BEGIN Data extract

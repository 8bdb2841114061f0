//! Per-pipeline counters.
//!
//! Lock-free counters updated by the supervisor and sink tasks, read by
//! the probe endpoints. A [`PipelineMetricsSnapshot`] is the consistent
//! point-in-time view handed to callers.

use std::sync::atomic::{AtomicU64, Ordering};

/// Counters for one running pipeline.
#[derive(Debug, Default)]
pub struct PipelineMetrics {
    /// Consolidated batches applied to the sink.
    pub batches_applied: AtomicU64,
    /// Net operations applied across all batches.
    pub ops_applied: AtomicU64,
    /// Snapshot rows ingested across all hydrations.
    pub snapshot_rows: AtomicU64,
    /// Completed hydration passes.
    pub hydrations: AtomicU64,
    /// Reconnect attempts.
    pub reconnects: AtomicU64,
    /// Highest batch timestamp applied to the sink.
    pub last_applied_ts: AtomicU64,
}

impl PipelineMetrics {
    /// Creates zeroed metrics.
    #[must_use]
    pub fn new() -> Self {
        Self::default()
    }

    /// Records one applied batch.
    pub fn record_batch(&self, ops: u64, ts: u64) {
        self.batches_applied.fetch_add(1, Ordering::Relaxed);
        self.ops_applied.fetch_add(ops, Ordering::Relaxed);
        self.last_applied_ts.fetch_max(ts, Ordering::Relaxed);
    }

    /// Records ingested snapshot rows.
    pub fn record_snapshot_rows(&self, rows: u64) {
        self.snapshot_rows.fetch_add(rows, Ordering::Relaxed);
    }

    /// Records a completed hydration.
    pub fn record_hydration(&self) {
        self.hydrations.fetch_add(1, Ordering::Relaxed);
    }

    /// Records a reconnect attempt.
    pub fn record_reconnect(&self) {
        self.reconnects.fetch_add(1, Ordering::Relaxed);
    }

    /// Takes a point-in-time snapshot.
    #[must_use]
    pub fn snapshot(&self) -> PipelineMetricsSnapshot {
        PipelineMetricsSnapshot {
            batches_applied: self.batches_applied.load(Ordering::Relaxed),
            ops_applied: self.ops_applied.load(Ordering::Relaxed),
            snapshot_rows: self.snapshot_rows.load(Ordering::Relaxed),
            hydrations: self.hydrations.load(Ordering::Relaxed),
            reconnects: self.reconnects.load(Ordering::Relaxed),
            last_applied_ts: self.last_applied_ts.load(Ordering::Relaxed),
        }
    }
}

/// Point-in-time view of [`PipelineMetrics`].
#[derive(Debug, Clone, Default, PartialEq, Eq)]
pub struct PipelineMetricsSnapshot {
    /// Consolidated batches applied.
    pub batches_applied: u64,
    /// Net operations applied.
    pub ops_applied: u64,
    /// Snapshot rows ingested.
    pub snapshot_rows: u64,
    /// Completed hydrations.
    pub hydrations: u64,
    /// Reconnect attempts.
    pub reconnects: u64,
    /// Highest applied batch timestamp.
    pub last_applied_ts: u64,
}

END Data extract
BEGIN Data extract

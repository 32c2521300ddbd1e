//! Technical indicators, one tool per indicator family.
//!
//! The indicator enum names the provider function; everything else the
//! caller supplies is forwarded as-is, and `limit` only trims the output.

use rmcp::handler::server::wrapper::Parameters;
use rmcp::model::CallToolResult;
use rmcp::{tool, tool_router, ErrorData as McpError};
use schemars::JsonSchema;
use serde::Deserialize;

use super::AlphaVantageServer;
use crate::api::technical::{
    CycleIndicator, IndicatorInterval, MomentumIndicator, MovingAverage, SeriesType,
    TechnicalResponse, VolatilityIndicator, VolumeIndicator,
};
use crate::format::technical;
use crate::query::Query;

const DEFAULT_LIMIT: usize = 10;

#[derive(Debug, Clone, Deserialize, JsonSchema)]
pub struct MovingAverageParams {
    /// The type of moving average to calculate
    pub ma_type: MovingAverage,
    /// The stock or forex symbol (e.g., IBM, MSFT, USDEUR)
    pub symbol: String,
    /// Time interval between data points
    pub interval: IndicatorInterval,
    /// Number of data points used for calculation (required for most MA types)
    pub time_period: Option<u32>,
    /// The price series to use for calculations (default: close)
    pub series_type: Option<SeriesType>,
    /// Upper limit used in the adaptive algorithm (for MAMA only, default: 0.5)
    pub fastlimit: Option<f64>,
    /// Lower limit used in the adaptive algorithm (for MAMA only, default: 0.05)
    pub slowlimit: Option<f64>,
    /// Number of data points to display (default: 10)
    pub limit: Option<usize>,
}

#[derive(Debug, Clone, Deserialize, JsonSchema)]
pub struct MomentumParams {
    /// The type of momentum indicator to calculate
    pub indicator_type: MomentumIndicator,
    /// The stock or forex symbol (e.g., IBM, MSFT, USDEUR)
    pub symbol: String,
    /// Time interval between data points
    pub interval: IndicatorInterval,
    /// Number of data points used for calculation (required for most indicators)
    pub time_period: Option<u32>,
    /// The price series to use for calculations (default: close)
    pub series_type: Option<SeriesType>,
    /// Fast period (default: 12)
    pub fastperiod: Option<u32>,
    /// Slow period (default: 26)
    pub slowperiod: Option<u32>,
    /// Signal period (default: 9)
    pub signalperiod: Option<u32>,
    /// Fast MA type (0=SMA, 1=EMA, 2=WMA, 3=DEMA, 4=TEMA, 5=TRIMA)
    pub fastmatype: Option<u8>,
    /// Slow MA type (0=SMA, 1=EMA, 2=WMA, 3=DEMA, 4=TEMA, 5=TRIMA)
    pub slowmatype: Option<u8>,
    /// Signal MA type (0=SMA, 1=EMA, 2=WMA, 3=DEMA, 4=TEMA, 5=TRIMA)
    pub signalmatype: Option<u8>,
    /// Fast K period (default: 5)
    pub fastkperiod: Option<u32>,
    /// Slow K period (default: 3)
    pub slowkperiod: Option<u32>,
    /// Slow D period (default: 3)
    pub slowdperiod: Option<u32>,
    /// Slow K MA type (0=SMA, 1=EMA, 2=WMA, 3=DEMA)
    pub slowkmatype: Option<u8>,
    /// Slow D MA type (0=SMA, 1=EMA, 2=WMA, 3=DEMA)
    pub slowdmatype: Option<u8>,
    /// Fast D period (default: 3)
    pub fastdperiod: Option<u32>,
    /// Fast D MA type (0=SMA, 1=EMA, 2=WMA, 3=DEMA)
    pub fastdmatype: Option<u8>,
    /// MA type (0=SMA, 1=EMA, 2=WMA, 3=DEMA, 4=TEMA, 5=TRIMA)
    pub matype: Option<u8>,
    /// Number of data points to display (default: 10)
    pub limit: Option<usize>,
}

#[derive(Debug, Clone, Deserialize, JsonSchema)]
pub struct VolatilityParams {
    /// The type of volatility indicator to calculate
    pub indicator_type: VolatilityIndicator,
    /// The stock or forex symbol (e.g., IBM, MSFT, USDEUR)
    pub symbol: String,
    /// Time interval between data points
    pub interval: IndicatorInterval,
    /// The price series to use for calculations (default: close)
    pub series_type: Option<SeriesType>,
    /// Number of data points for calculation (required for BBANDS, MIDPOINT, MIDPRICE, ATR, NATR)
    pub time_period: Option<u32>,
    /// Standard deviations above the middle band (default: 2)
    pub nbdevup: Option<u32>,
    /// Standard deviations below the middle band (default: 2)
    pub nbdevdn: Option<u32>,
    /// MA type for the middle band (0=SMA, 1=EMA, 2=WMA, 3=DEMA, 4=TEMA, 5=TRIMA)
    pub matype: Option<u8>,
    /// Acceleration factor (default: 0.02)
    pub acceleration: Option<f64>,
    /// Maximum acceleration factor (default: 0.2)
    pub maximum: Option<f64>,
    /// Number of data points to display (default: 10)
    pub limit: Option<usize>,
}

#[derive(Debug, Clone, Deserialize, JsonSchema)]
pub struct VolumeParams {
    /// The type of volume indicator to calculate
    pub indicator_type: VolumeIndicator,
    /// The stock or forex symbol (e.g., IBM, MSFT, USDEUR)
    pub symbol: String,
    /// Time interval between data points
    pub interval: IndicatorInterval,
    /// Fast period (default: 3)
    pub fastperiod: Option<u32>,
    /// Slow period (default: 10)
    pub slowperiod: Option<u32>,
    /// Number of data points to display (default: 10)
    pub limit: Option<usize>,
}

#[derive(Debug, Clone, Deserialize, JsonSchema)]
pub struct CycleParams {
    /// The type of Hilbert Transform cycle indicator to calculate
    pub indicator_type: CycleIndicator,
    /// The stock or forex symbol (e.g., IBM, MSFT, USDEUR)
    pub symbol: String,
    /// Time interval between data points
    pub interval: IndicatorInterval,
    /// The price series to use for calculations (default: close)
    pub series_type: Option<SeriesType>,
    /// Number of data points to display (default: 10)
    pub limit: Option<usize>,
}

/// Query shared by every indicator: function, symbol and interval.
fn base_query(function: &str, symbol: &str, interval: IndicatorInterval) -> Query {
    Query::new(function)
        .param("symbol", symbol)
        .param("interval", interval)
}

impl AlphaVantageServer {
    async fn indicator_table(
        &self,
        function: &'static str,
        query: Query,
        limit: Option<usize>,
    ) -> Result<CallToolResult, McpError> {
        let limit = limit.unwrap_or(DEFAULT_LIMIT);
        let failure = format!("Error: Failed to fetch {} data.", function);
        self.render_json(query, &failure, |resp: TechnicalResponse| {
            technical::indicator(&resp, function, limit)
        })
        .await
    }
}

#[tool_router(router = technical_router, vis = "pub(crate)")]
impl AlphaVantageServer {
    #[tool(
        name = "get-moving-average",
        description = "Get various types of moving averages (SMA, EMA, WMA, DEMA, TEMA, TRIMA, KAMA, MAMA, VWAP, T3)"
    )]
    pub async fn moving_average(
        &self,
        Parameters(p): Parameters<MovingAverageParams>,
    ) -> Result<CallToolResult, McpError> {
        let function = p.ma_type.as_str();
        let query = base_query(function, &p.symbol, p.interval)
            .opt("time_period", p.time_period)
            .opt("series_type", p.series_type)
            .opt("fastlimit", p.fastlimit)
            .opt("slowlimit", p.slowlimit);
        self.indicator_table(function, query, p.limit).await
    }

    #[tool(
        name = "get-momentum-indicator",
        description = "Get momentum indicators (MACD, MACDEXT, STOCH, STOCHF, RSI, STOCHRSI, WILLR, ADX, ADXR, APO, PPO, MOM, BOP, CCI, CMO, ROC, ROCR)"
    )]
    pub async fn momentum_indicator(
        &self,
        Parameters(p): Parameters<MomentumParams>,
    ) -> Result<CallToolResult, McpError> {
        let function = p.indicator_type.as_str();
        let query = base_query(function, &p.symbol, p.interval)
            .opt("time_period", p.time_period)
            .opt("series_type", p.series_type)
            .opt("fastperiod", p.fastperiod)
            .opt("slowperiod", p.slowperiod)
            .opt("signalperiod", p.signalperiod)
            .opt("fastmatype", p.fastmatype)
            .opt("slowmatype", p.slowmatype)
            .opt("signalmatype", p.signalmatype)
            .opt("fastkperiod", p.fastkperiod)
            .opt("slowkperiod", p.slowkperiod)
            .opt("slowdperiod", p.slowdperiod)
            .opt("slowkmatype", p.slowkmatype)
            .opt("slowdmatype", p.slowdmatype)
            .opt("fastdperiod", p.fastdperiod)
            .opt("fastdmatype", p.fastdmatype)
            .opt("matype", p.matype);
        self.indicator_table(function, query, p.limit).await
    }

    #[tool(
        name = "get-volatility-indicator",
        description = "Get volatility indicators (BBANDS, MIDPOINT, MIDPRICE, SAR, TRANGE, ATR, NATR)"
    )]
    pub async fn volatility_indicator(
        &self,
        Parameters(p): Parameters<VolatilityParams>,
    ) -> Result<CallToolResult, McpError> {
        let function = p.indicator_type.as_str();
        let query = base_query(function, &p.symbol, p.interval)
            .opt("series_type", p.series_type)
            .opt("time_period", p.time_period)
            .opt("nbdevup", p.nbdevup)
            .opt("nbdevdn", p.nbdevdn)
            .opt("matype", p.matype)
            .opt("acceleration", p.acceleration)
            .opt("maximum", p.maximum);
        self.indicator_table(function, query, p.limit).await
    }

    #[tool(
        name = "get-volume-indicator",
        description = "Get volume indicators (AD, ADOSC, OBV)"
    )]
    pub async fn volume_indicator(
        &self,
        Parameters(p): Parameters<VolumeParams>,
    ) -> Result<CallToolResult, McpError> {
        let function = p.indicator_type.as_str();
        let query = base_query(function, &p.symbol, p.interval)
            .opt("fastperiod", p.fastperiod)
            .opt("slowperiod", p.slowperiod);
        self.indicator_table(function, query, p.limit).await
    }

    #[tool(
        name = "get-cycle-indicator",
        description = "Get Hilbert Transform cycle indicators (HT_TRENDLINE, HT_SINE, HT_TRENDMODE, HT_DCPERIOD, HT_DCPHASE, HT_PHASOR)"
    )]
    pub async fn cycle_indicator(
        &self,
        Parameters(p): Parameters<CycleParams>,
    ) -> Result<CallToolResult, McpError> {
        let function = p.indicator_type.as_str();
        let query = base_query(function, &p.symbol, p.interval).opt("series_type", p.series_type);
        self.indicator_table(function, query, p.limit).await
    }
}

END Data extract

_Task to carry out_
Sift through the material above and copy each line that holds "fastdmatype".

_Output below_
    pub fastdmatype: Option<u8>,
            .opt("fastdmatype", p.fastdmatype)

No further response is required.